In how many lines of the listing does the string "padded" appear? Give only the number.
[Record set — start]
//! Sui addresses
//!
//! A Sui address is 32 bytes, displayed as 0x-prefixed lowercase hex.
//! For an Ed25519 signer, `address = blake2b_256(0x00 || public_key)`.

use blake2::digest::consts::U32;
use blake2::{Blake2b, Digest};
use serde::{Deserialize, Serialize};
use std::fmt;
use std::str::FromStr;

use crate::error::{WalletError, WalletResult};

pub type Blake2b256 = Blake2b<U32>;

pub const SUI_ADDRESS_LENGTH: usize = 32;

/// Signature scheme flag for Ed25519 (also the first byte of a `suiprivkey` payload)
pub const ED25519_FLAG: u8 = 0x00;

#[derive(Clone, Copy, Debug, PartialEq, Eq, Hash, PartialOrd, Ord)]
pub struct SuiAddress([u8; SUI_ADDRESS_LENGTH]);

impl SuiAddress {
    pub const ZERO: SuiAddress = SuiAddress([0u8; SUI_ADDRESS_LENGTH]);

    pub fn new(bytes: [u8; SUI_ADDRESS_LENGTH]) -> Self {
        Self(bytes)
    }

    /// Derive the address of a single Ed25519 signer
    pub fn from_ed25519_public_key(public_key: &[u8; 32]) -> Self {
        let mut hasher = Blake2b256::new();
        hasher.update([ED25519_FLAG]);
        hasher.update(public_key);
        Self(hasher.finalize().into())
    }

    /// Parse hex with or without `0x`; short forms such as `0x2` are left-padded
    pub fn parse(s: &str) -> WalletResult<Self> {
        let s = s.trim();
        let hex_part = s.strip_prefix("0x").or_else(|| s.strip_prefix("0X")).unwrap_or(s);

        if hex_part.is_empty() || hex_part.len() > SUI_ADDRESS_LENGTH * 2 {
            return Err(WalletError::invalid_recipient(format!("Invalid address length: {}", s)));
        }

        let padded = format!("{:0>64}", hex_part);
        let bytes = hex::decode(&padded)
            .map_err(|e| WalletError::invalid_recipient(format!("Invalid hex in address: {}", e)))?;

        let mut arr = [0u8; SUI_ADDRESS_LENGTH];
        arr.copy_from_slice(&bytes);
        Ok(Self(arr))
    }

    pub fn as_bytes(&self) -> &[u8; SUI_ADDRESS_LENGTH] {
        &self.0
    }

    pub fn to_hex(&self) -> String {
        format!("0x{}", hex::encode(self.0))
    }
}

impl fmt::Display for SuiAddress {
    fn fmt(&self, f: &mut fmt::Formatter<'_>) -> fmt::Result {
        f.write_str(&self.to_hex())
    }
}

impl FromStr for SuiAddress {
    type Err = WalletError;

    fn from_str(s: &str) -> Result<Self, Self::Err> {
        Self::parse(s)
    }
}

impl Serialize for SuiAddress {
    fn serialize<S: serde::Serializer>(&self, serializer: S) -> Result<S::Ok, S::Error> {
        serializer.serialize_str(&self.to_hex())
    }
}

impl<'de> Deserialize<'de> for SuiAddress {
    fn deserialize<D: serde::Deserializer<'de>>(deserializer: D) -> Result<Self, D::Error> {
        let s = String::deserialize(deserializer)?;
        SuiAddress::parse(&s).map_err(serde::de::Error::custom)
    }
}

/// Address-validity predicate used before any submission
///
/// Accepts exactly 32 bytes of hex, with an optional `0x` prefix.
pub fn is_valid_address(address: &str) -> bool {
    let hex_part = address
        .strip_prefix("0x")
        .or_else(|| address.strip_prefix("0X"))
        .unwrap_or(address);

    hex_part.len() == SUI_ADDRESS_LENGTH * 2 && hex_part.bytes().all(|b| b.is_ascii_hexdigit())
}

/// Coin type of the native asset
pub const SUI_COIN_TYPE: &str = "0x2::sui::SUI";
[Record set — finish]
> **The completed task**
3